Pre-nups I know all about, and given how much later we all get married these days I think they do make sense – everyone in Hollywood has one. By the age of 35 or so you will (hopefully) have built up something in the way of assets. You may have some equity in your house, a reasonable sum in an ISA and some pension savings, for example. And if your marriage fails after a year or two you won’t want to share those hard-won assets with your other half. So you need to think about ring-fencing them.
Pre-nuptial agreements are not legally binding in the UK but that doesn’t mean they aren’t worth having. Why? First because discussing one means that you both have to make full financial disclosure and that as a result should end up with a clear idea of each other’s financial assets and aims. It’s a good way to get the conversation going – to force communication.

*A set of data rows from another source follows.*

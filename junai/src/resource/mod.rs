pub mod tlg;
mod tlg5;

use crate::error::Result;
use tlg::{TlgFormat, TlgImage};

#[derive(Debug, Clone, Copy, PartialEq, Eq)]
pub enum ResourceMagic {
    Tlg(TlgFormat),
    Unrecognized,
}

impl ResourceMagic {
    pub fn parse_magic(buf: &[u8]) -> Self {
        match TlgFormat::detect(buf) {
            Some(format) => Self::Tlg(format),
            None => Self::Unrecognized,
        }
    }

    pub fn parse(&self, buf: &[u8]) -> Result<ResourceType> {
        match self {
            Self::Tlg(_) => {
                let image = TlgImage::from_bytes(buf)?;
                Ok(ResourceType::RgbaImage { image })
            }
            Self::Unrecognized => Ok(ResourceType::Other),
        }
    }
}

#[derive(Debug, Clone)]
pub enum ResourceType {
    RgbaImage { image: TlgImage },
    Other,
}
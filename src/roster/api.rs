//! # API Facade
//!
//! The single entry point for roster operations. Each call is one full invocation:
//! load the roster from the store, run the command against it, and (for `add` and
//! `update`) write it back according to the [`SavePolicy`].
//!
//! Errors from loading, age coercion or saving propagate unchanged. A failed command
//! never saves.

use crate::commands::{self, CmdResult};
use crate::config::SavePolicy;
use crate::error::Result;
use crate::model::Roster;
use crate::store::DataStore;
use tracing::debug;

pub struct RosterApi<S: DataStore> {
    store: S,
    save_policy: SavePolicy,
}

impl<S: DataStore> RosterApi<S> {
    pub fn new(store: S) -> Self {
        Self {
            store,
            save_policy: SavePolicy::default(),
        }
    }

    pub fn with_save_policy(mut self, policy: SavePolicy) -> Self {
        self.save_policy = policy;
        self
    }

    pub fn list_users(&self) -> Result<CmdResult> {
        let roster = self.store.load()?;
        commands::list::run(&roster)
    }

    pub fn add_user(&mut self, name: &str, age: &str, email: &str) -> Result<CmdResult> {
        let mut roster = self.store.load()?;
        let result = commands::add::run(&mut roster, name, age, email)?;
        self.persist(&roster, &result)?;
        Ok(result)
    }

    pub fn update_age(&mut self, name: &str, new_age: &str) -> Result<CmdResult> {
        let mut roster = self.store.load()?;
        let result = commands::update::run(&mut roster, name, new_age)?;
        self.persist(&roster, &result)?;
        Ok(result)
    }

    pub fn store(&self) -> &S {
        &self.store
    }

    fn persist(&mut self, roster: &Roster, result: &CmdResult) -> Result<()> {
        match self.save_policy {
            SavePolicy::Always => self.store.save(roster),
            SavePolicy::OnChange if result.mutated() => self.store.save(roster),
            SavePolicy::OnChange => {
                debug!("nothing changed, skipping save");
                Ok(())
            }
        }
    }
}

pub use crate::commands::{CmdMessage, MessageLevel};
pub use crate::config::RosterConfig;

And second because if you do end up in court they will give a judge an idea of what your pre-marital intentions were and that makes a difference: the Sunday Times points to the case of M v M in 2002 which concerned a five year marriage with one child. The wife had agreed to a settlement of £875,000 in a pre-nup and, despite claiming £1.25m, that’s precisely what she got.
More disappointed still must have been the wife in the 2003 case of K v K. The husband was worth £25m but the wife had agreed in the pre-nup to getting only £125,000 if they separated (which they duly did after 15 months). Anyone who thinks the divorce laws in the UK are over-weighted towards women should note that the court upheld the contract: she got £125,000.
FREE personal finance email: This article is taken from Merryn Somerset Webb’s free weekly personal finance email, MoneySense. Click here to sign up now: MoneySense
But what of post-nups? It is not really the business of MoneySense to wonder if the asker of the question above might not have been better doing a bunk at the altar so we’ll leave that aside and just look at the viability of this kind of contract. In the US, says the FT, these have become the “latest accessory for the super rich,” particularly those working at hedge funds. At least one US fund has started refusing to take on new partners until they sign a post-nup barring their spouses from making any claims on the fund. Even those firms that don’t actually mandate them often “encourage each other to sign them to protect both the firm and themselves.”
This clearly makes sense for the man (if in an unpleasantly cold blooded way) but it is hard to see quite how it makes sense for the financially weaker partner in a marriage – usually the woman: all it does for them is make it easier for their husband to dump them for a younger model later.
So why do they do it? To preserve their marriage. One Manhattan divorce lawyer told the FT: “She’s bargaining for the marriage and the husband is bargaining for divorce.”
Good news then for put-upon wives: post-nups are much less likely to stand up in court than pre nups. Lisa Fabian Lustigman, a family lawyer at international law firm Withers LLP explains: “The reason for this is simple – a judge will set aside any pre nuptial agreement if they consider it to have been signed under any form of undue pressure. The same principle applies to mid- and post-nuptial agreements.”
Such pressure is easy to imagine in the case of a contract signed after a marriage – one party may feel they have to sign the agreement or a separation will follow.” Post-nups only tend to come up in conversation when a marriage is already in trouble. This leaves them very “open to challenge,” particularly if a judge considers them to be in any way unreasonable.
So to answer the question on post-nups, if your marriage is in trouble and you’re the main breadwinner and you don’t want to share you’d be wise to push for one just in case it helps you out when the time comes. If you aren’t the main breadwinner you should probably avoid signing one but also remember that if you sign it under duress it isn’t valid anyway.
That said, there are some times – says lawyer John Nicholson in the Sunday Times – when having a post-nup does make sense and will probably be upheld. An example? “If, say, the wife’s father said he would buy the couple a £2m house provided she kept the property in the case of divorce, both parties might feel it in their interests to sign a post-nup.”